This paper addresses incremental learning under resource-constrained settings, proposing an efficient, low-parameter method for adapting pretrained models to novel classes. The approach comprises three key contributions: (1) a Neural Mimicry mechanism that reconstructs pretrained weights with high fidelity; (2) a soft parameter-sharing framework based on weight decomposition, enabling layer-wise reparameterization using fewer than 50 task-specific parameters per layer; and (3) a frozen-backbone architecture augmented with learnable scaling coefficients, eliminating the need for fine-tuning or retraining the base model. The method is model-agnostic—compatible with arbitrary architectures and scales—and integrates seamlessly with existing techniques. Evaluated on six benchmark datasets, it outperforms state-of-the-art methods by 3% in accuracy while reducing parameter count by several orders of magnitude compared to LoRA. This substantial parameter efficiency significantly enhances feasibility for deployment on edge and mobile devices.
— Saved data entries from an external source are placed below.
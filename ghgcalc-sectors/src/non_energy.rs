//! Non-energy GHG calculator
//!
//! Agriculture, solid waste, wastewater and industrial processes scale from
//! their inventory values. Natural-gas distribution leaks follow the natural
//! gas delivered to residential and commercial/industrial customers, and
//! forest cleared in the scenario releases its stored carbon here.

use crate::engine::Engine;
use ghgcalc_core::units::{growth, BTU_PER_CCF_NG, CF_PER_CCF, MMCF_PER_CF};
use ghgcalc_core::ScenarioInputs;
use serde::Serialize;

/// Non-energy emissions by source, MMT CO₂e.
#[derive(Debug, Clone, Copy, PartialEq, Serialize)]
pub struct NonEnergyBreakdown {
    pub agriculture: f64,
    pub solid_waste: f64,
    pub wastewater: f64,
    pub industrial_processes: f64,
    pub natural_gas_fugitive: f64,
    pub forest_loss: f64,
    pub total: f64,
}

impl Engine {
    /// Emissions from forest cleared below the prior-year cover, MMT CO₂e.
    ///
    /// Zero when forest cover grows.
    pub fn forest_loss(&self, inputs: &ScenarioInputs) -> f64 {
        if inputs.change_forest >= 0.0 {
            return 0.0;
        }
        let land_use = &self.baselines().land_use;
        land_use.forest_acres_prior * (-inputs.change_forest / 100.0) * land_use.loss_mmt_per_acre
    }

    /// Non-energy breakdown given the natural gas delivered to buildings.
    pub fn non_energy_breakdown(
        &self,
        inputs: &ScenarioInputs,
        residential_natural_gas_btu: f64,
        ci_natural_gas_btu: f64,
    ) -> NonEnergyBreakdown {
        let parameters = &self.inventory().non_energy;
        let population_growth = growth(inputs.change_pop);

        let agriculture = parameters.agriculture_mmt * growth(inputs.change_ag);
        let solid_waste =
            parameters.solid_waste_mmt * growth(inputs.change_solid_waste) * population_growth;
        let wastewater =
            parameters.wastewater_mmt * growth(inputs.change_wastewater) * population_growth;
        let industrial_processes =
            parameters.industrial_processes_mmt * growth(inputs.change_industrial_processes);

        let natural_gas_mmcf = (residential_natural_gas_btu + ci_natural_gas_btu) / BTU_PER_CCF_NG
            * CF_PER_CCF
            * MMCF_PER_CF;
        let natural_gas_fugitive = natural_gas_mmcf
            * (parameters.ng_fugitive_ch4_mmt_per_mmcf + parameters.ng_fugitive_co2_mmt_per_mmcf);

        let forest_loss = self.forest_loss(inputs);

        NonEnergyBreakdown {
            agriculture,
            solid_waste,
            wastewater,
            industrial_processes,
            natural_gas_fugitive,
            forest_loss,
            total: agriculture
                + solid_waste
                + wastewater
                + industrial_processes
                + natural_gas_fugitive
                + forest_loss,
        }
    }

    /// Non-energy emissions, MMT CO₂e.
    ///
    /// Runs the residential and commercial/industrial calculators for their
    /// natural gas use.
    pub fn compute_non_energy(&self, inputs: &ScenarioInputs) -> f64 {
        let residential = self.compute_residential(inputs);
        let ci = self.compute_ci(inputs);
        self.non_energy_breakdown(inputs, residential.natural_gas_btu, ci.natural_gas_btu)
            .total
    }
}

#[cfg(test)]
mod tests {
    use super::*;
    use approx::assert_relative_eq;

    #[test]
    fn test_forest_loss_only_when_clearing() {
        let engine = Engine::with_default_inventory().unwrap();
        let mut inputs = engine.baseline_scenario();
        inputs.change_forest = 5.0;
        assert_eq!(engine.forest_loss(&inputs), 0.0);

        inputs.change_forest = -100.0;
        let land_use = &engine.inventory().land_use;
        assert_relative_eq!(
            engine.forest_loss(&inputs),
            land_use.forest_acres_prior * land_use.loss_mmt_per_acre,
            max_relative = 1e-12
        );
    }

    #[test]
    fn test_fugitive_follows_natural_gas() {
        let engine = Engine::with_default_inventory().unwrap();
        let inputs = engine.baseline_scenario();
        let none = engine.non_energy_breakdown(&inputs, 0.0, 0.0);
        assert_eq!(none.natural_gas_fugitive, 0.0);

        // One MMcf of gas
        let btu = BTU_PER_CCF_NG * 1.0e4;
        let one = engine.non_energy_breakdown(&inputs, btu, 0.0);
        let parameters = &engine.inventory().non_energy;
        assert_relative_eq!(
            one.natural_gas_fugitive,
            parameters.ng_fugitive_ch4_mmt_per_mmcf + parameters.ng_fugitive_co2_mmt_per_mmcf,
            max_relative = 1e-9
        );
    }

    #[test]
    fn test_waste_follows_population() {
        let engine = Engine::with_default_inventory().unwrap();
        let mut inputs = engine.baseline_scenario();
        let base = engine.non_energy_breakdown(&inputs, 0.0, 0.0);
        inputs.change_pop = 10.0;
        let grown = engine.non_energy_breakdown(&inputs, 0.0, 0.0);
        assert_relative_eq!(grown.solid_waste, base.solid_waste * 1.1, max_relative = 1e-12);
        assert_relative_eq!(grown.wastewater, base.wastewater * 1.1, max_relative = 1e-12);
        assert_eq!(grown.agriculture, base.agriculture);
    }
}
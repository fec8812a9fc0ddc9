//! Rail baseline decomposition
//!
//! Rail energy is compared in Btu of motion: electric and diesel inputs are
//! multiplied by their energy-to-motion efficiencies so that a change in the
//! electric motion share moves the same amount of traction between them.

use crate::categories::BySettlement;
use crate::errors::{GhgError, GhgResult};
use crate::inventory::{PopulationParameters, RailModeParameters, RailParameters};
use crate::units::{BTU_PER_BBTU, BTU_PER_GAL_DIESEL, BTU_PER_KWH};
use serde::{Deserialize, Serialize};

/// Baseline of a rail mode tabulated by regional totals.
#[derive(Debug, Clone, PartialEq, Serialize, Deserialize)]
pub struct RailModeBaseline {
    /// unit: Btu
    pub motion_btu: f64,
    /// unit: %
    pub electric_percent: f64,
    /// unit: MT CO₂e / BBtu
    pub diesel_mt_co2e_per_bbtu: f64,
}

impl RailModeBaseline {
    fn derive(
        mode: &str,
        parameters: &RailModeParameters,
        electric_efficiency: f64,
        diesel_efficiency: f64,
    ) -> GhgResult<Self> {
        let electric = parameters.electricity_bbtu * BTU_PER_BBTU * electric_efficiency;
        let diesel = parameters.diesel_bbtu * BTU_PER_BBTU * diesel_efficiency;
        let motion_btu = electric + diesel;
        if motion_btu <= 0.0 {
            return Err(GhgError::ZeroBaseline {
                sector: format!("{} rail", mode),
                quantity: "energy use".to_string(),
            });
        }
        Ok(Self {
            motion_btu,
            electric_percent: electric / motion_btu * 100.0,
            diesel_mt_co2e_per_bbtu: parameters.diesel_mt_co2e_per_bbtu,
        })
    }
}

/// Frozen rail baseline.
#[derive(Debug, Clone, PartialEq, Serialize, Deserialize)]
pub struct RailBaseline {
    /// Btu of motion per capita for transit rail
    pub transit_motion_btu_per_capita: BySettlement<f64>,
    /// Population-weighted transit electric motion share
    /// unit: %
    pub transit_electric_percent: f64,
    pub freight: RailModeBaseline,
    pub inter_city: RailModeBaseline,
}

impl RailBaseline {
    pub fn derive(parameters: &RailParameters, population: &PopulationParameters) -> GhgResult<Self> {
        let electric_efficiency = parameters.electric_motion_efficiency;
        let diesel_efficiency = parameters.diesel_motion_efficiency;
        if electric_efficiency <= 0.0 || diesel_efficiency <= 0.0 {
            return Err(GhgError::invalid(
                "rail.*_motion_efficiency",
                "motion efficiencies must be positive",
            ));
        }

        let electric_per_capita = BySettlement::from_fn(|s| {
            parameters.transit_per_capita.get(s).electricity_kwh * BTU_PER_KWH * electric_efficiency
        });
        let transit_motion_btu_per_capita = BySettlement::from_fn(|s| {
            electric_per_capita.get(s)
                + parameters.transit_per_capita.get(s).diesel_gal
                    * BTU_PER_GAL_DIESEL
                    * diesel_efficiency
        });

        let mut electric = 0.0;
        let mut motion = 0.0;
        for (settlement, per_capita) in transit_motion_btu_per_capita.iter() {
            let people = population.in_settlement(settlement);
            electric += people * electric_per_capita.get(settlement);
            motion += people * per_capita;
        }
        if motion <= 0.0 {
            return Err(GhgError::ZeroBaseline {
                sector: "transit rail".to_string(),
                quantity: "energy use".to_string(),
            });
        }

        Ok(Self {
            transit_motion_btu_per_capita,
            transit_electric_percent: electric / motion * 100.0,
            freight: RailModeBaseline::derive(
                "freight",
                &parameters.freight,
                electric_efficiency,
                diesel_efficiency,
            )?,
            inter_city: RailModeBaseline::derive(
                "inter-city",
                &parameters.inter_city,
                electric_efficiency,
                diesel_efficiency,
            )?,
        })
    }
}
Incremental learning aims to adapt to new sets of categories over time with minimal computational overhead. Prior work often addresses this task by training efficient task-specific adaptors that modify frozen layer weights or features to capture relevant information without affecting predictions on previously learned categories. While these adaptors are generally more efficient than finetuning the entire network, they still require tens to hundreds of thousands of task-specific trainable parameters even for relatively small networks, making it challenging to operate on resource-constrained environments with high communication costs like edge devices or mobile phones. Thus, we propose Reparameterized, Compact weight Adaptation for Sequential Tasks (RECAST), a novel method that dramatically reduces task-specific trainable parameters to fewer than 50 - several orders of magnitude less than competing methods like LoRA. RECAST accomplishes this efficiency by learning to decompose layer weights into a soft parameter-sharing framework consisting of shared weight templates and very few module-specific scaling factors or coefficients. This soft parameter-sharing framework allows for effective task-wise reparameterization by tuning only these coefficients while keeping templates frozen.A key innovation of RECAST is the novel weight reconstruction pipeline called Neural Mimicry, which eliminates the need for pretraining from scratch. This allows for high-fidelity emulation of existing pretrained weights within our framework and provides quick adaptability to any model scale and architecture. Extensive experiments across six datasets demonstrate RECAST outperforms the state-of-the-art by up to 3% across various scales, architectures, and parameter spaces Moreover, we show that RECAST's architecture-agnostic nature allows for seamless integration with existing methods, further boosting performance.